INSTRUCTIONS FOR THE TASK
Only one stretch of the data below is wanted: the lines from the one with "pub fn filter_rows(rows: &[RawRow], cfg: &Config)" through the one with "let timestamps: Vec<Option<&str>>", repeated exactly.

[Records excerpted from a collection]
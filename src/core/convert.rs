use crate::config::Config;
use crate::core::aggregator::SessionAggregator;
use crate::core::filter::RowVerdict;
use crate::core::segmenter::segment;
use crate::core::waypoints::{WaypointResolver, WaypointTable};
use crate::datalog;
use crate::errors::{AppError, AppResult};
use crate::models::{RawRow, SessionSummary};
use std::path::Path;
use tracing::{debug, info};

/// Result of one conversion run.
#[derive(Debug, Clone, PartialEq)]
pub struct TripLog {
    pub sessions: Vec<SessionSummary>,
    pub boundaries: Vec<usize>,
    pub rows_read: usize,
    pub rows_accepted: usize,
}

/// High-level business logic for the `convert` command.
pub struct ConvertLogic;

impl ConvertLogic {
    /// Filter every row, keeping one verdict per raw row index.
    pub fn filter_rows(rows: &[RawRow], cfg: &Config) -> AppResult<Vec<RowVerdict>> {
        let filter = cfg.row_filter();
        rows.iter()
            .enumerate()
            .map(|(i, row)| {
                let verdict = filter.filter(row)?;
                if let RowVerdict::Rejected(reason) = &verdict {
                    debug!(row = i, %reason, "row rejected");
                }
                Ok(verdict)
            })
            .collect()
    }

    /// Boundaries over the configured segmentation column.
    pub fn boundaries(rows: &[RawRow], cfg: &Config) -> AppResult<Vec<usize>> {
        let field = cfg.segment_field;
        let timestamps: Vec<Option<&str>> = rows.iter().map(|r| r.segment_key(field)).collect();
        segment(field.column(), &timestamps)
    }

    /// In-memory pipeline: rows → verdicts + boundaries → trip records.
    ///
    /// An input with no rows is `AppError::EmptyInput`.
    pub fn build(rows: &[RawRow], table: &WaypointTable, cfg: &Config) -> AppResult<TripLog> {
        let boundaries = Self::boundaries(rows, cfg)?;
        if boundaries.is_empty() {
            return Err(AppError::EmptyInput);
        }

        let verdicts = Self::filter_rows(rows, cfg)?;
        let resolver = WaypointResolver::new(table, cfg.waypoint_tolerance_m);
        let sessions = SessionAggregator::new(resolver).aggregate(&verdicts, &boundaries)?;

        Ok(TripLog {
            rows_read: rows.len(),
            rows_accepted: verdicts.iter().filter(|v| v.is_accepted()).count(),
            sessions,
            boundaries,
        })
    }

    /// Read both input tables and run the pipeline.
    pub fn run(log: &Path, waypoints: &Path, cfg: &Config) -> AppResult<TripLog> {
        for p in [log, waypoints] {
            if !p.exists() {
                return Err(AppError::InputMissing(p.to_path_buf()));
            }
        }

        info!(segment_field = %cfg.segment_field, "segmenting sessions");

        let rows = datalog::read_log(log, cfg.segment_field)?;
        let table = WaypointTable::from_path(waypoints)?;
        let trip_log = Self::build(&rows, &table, cfg)?;

        info!(
            rows = trip_log.rows_read,
            accepted = trip_log.rows_accepted,
            sessions = trip_log.sessions.len(),
            "conversion done"
        );
        Ok(trip_log)
    }
}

WRITTEN SOLUTION
    pub fn filter_rows(rows: &[RawRow], cfg: &Config) -> AppResult<Vec<RowVerdict>> {
        let filter = cfg.row_filter();
        rows.iter()
            .enumerate()
            .map(|(i, row)| {
                let verdict = filter.filter(row)?;
                if let RowVerdict::Rejected(reason) = &verdict {
                    debug!(row = i, %reason, "row rejected");
                }
                Ok(verdict)
            })
            .collect()
    }

    /// Boundaries over the configured segmentation column.
    pub fn boundaries(rows: &[RawRow], cfg: &Config) -> AppResult<Vec<usize>> {
        let field = cfg.segment_field;
        let timestamps: Vec<Option<&str>> = rows.iter().map(|r| r.segment_key(field)).collect();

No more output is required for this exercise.